The series was designed to raise viewers' awareness of the increasing overlap between the virtual and the physical, and to highlight mapping services' influence on perceptions of location. Bartholl's physical representations of the Google Maps pin urges viewers to reevaluate the information given by digitized maps, the meaning of the “center” of a city, the politicization of boundaries, and other issues related to maps and the digital versus the physical world.

== Exhibitions ==

Bartholl's work has been shown internationally in solo and group exhibitions.

He is one of the artists selected for the 5th Skulptur Projekte Münster in 2017, a once every ten years exhibition curated by Kasper König that has previously featured artists such as Naim Jun Paik, Mike Kelly, Rachael Whiteread, Mark Wallinger and Rosemarie Trockel.
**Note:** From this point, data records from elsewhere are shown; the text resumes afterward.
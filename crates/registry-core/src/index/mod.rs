//! Index aggregation and serialization.

pub mod builder;
pub mod normalize;

pub use builder::{
    build_index, write_index, BuildOptions, BuildReport, Diagnostic, Index, Severity,
};
pub use normalize::coerce_float_literals;
//! Manifest vocabulary: model types, categories, and the grouping table.
//!
//! Both enums are closed sets: the manifest schema is versioned and adding a
//! value here is a schema change, not a convenience.

use serde::{Deserialize, Serialize};

/// Supported model artifact types.
#[derive(Debug, Clone, Copy, PartialEq, Eq, Hash, Serialize, Deserialize)]
#[serde(rename_all = "snake_case")]
pub enum ModelType {
    /// Full model checkpoint
    Checkpoint,
    /// Bare diffusion model (UNet/DiT only)
    DiffusionModel,
    /// LoRA adapter
    Lora,
    /// VAE encoder/decoder
    Vae,
    /// Text encoder (CLIP, T5, ...)
    TextEncoder,
    /// ControlNet
    Controlnet,
    /// Upscaler
    Upscaler,
    /// Textual-inversion embedding
    Embedding,
    /// IP-Adapter
    Ipadapter,
    /// Segmentation model
    Segmentation,
    /// Recipe composed from other registered models
    Recipe,
}

impl ModelType {
    /// All valid types, in manifest-schema order.
    pub const ALL: [ModelType; 11] = [
        ModelType::Checkpoint,
        ModelType::DiffusionModel,
        ModelType::Lora,
        ModelType::Vae,
        ModelType::TextEncoder,
        ModelType::Controlnet,
        ModelType::Upscaler,
        ModelType::Embedding,
        ModelType::Ipadapter,
        ModelType::Segmentation,
        ModelType::Recipe,
    ];

    /// Return the canonical lowercase string for this model type.
    pub fn as_str(&self) -> &'static str {
        match self {
            ModelType::Checkpoint => "checkpoint",
            ModelType::DiffusionModel => "diffusion_model",
            ModelType::Lora => "lora",
            ModelType::Vae => "vae",
            ModelType::TextEncoder => "text_encoder",
            ModelType::Controlnet => "controlnet",
            ModelType::Upscaler => "upscaler",
            ModelType::Embedding => "embedding",
            ModelType::Ipadapter => "ipadapter",
            ModelType::Segmentation => "segmentation",
            ModelType::Recipe => "recipe",
        }
    }
}

impl std::str::FromStr for ModelType {
    type Err = ();

    fn from_str(s: &str) -> Result<Self, Self::Err> {
        ModelType::ALL
            .iter()
            .copied()
            .find(|t| t.as_str() == s)
            .ok_or(())
    }
}

impl std::fmt::Display for ModelType {
    fn fmt(&self, f: &mut std::fmt::Formatter<'_>) -> std::fmt::Result {
        f.write_str(self.as_str())
    }
}

/// Optional manifest categories for browsing/filtering.
#[derive(Debug, Clone, Copy, PartialEq, Eq, Hash, Serialize, Deserialize)]
#[serde(rename_all = "snake_case")]
pub enum Category {
    General,
    Style,
    Character,
    Concept,
    Product,
    Technique,
    Acceleration,
    Editing,
    Upscaling,
    Segmentation,
    Controlnet,
}

impl Category {
    /// All valid categories, in manifest-schema order.
    pub const ALL: [Category; 11] = [
        Category::General,
        Category::Style,
        Category::Character,
        Category::Concept,
        Category::Product,
        Category::Technique,
        Category::Acceleration,
        Category::Editing,
        Category::Upscaling,
        Category::Segmentation,
        Category::Controlnet,
    ];

    pub fn as_str(&self) -> &'static str {
        match self {
            Category::General => "general",
            Category::Style => "style",
            Category::Character => "character",
            Category::Concept => "concept",
            Category::Product => "product",
            Category::Technique => "technique",
            Category::Acceleration => "acceleration",
            Category::Editing => "editing",
            Category::Upscaling => "upscaling",
            Category::Segmentation => "segmentation",
            Category::Controlnet => "controlnet",
        }
    }
}

impl std::str::FromStr for Category {
    type Err = ();

    fn from_str(s: &str) -> Result<Self, Self::Err> {
        Category::ALL
            .iter()
            .copied()
            .find(|c| c.as_str() == s)
            .ok_or(())
    }
}

/// Map a grouping directory name under `manifests/` to the model type its
/// manifests must declare. Unknown directories are skipped by the builder.
pub fn grouping_type(dir_name: &str) -> Option<ModelType> {
    match dir_name {
        "checkpoints" => Some(ModelType::Checkpoint),
        "diffusion_models" => Some(ModelType::DiffusionModel),
        "loras" => Some(ModelType::Lora),
        "vae" => Some(ModelType::Vae),
        "text_encoders" => Some(ModelType::TextEncoder),
        "controlnet" => Some(ModelType::Controlnet),
        "upscalers" => Some(ModelType::Upscaler),
        "embeddings" => Some(ModelType::Embedding),
        "ipadapters" => Some(ModelType::Ipadapter),
        "segmentation" => Some(ModelType::Segmentation),
        "recipes" => Some(ModelType::Recipe),
        _ => None,
    }
}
Aram Bartholl's 2016 solo show at Kunstverein Arnsberg, #remindmelater, featured the public performance Greenscreen Arnsberg, which "caught" passers by with a portable green screen.

Solo Shows:

- 2016 Remind me later - Kunstverein Arnsberg, Arnsberg
- 2015 Point Of View - Babycastles Gallery, New York City, NY
- 2014 Hurt me plenty - DAM GALLERY Berlin, Berlin
- 2013 Hello World! - Kasseler Kunstverein, Kassel
- 2012 Reply All, DAM Berlin, Germany

==Awards==
In 2007 Bartholl received an honorable mention from transmediale for the piece "Random Screen" and with the concept for the performance piece "Sociial" he won the 17th Video Art Award Bremen 2007. In 2011, Dead Drops received an Honorable Mention at Ars Electronica.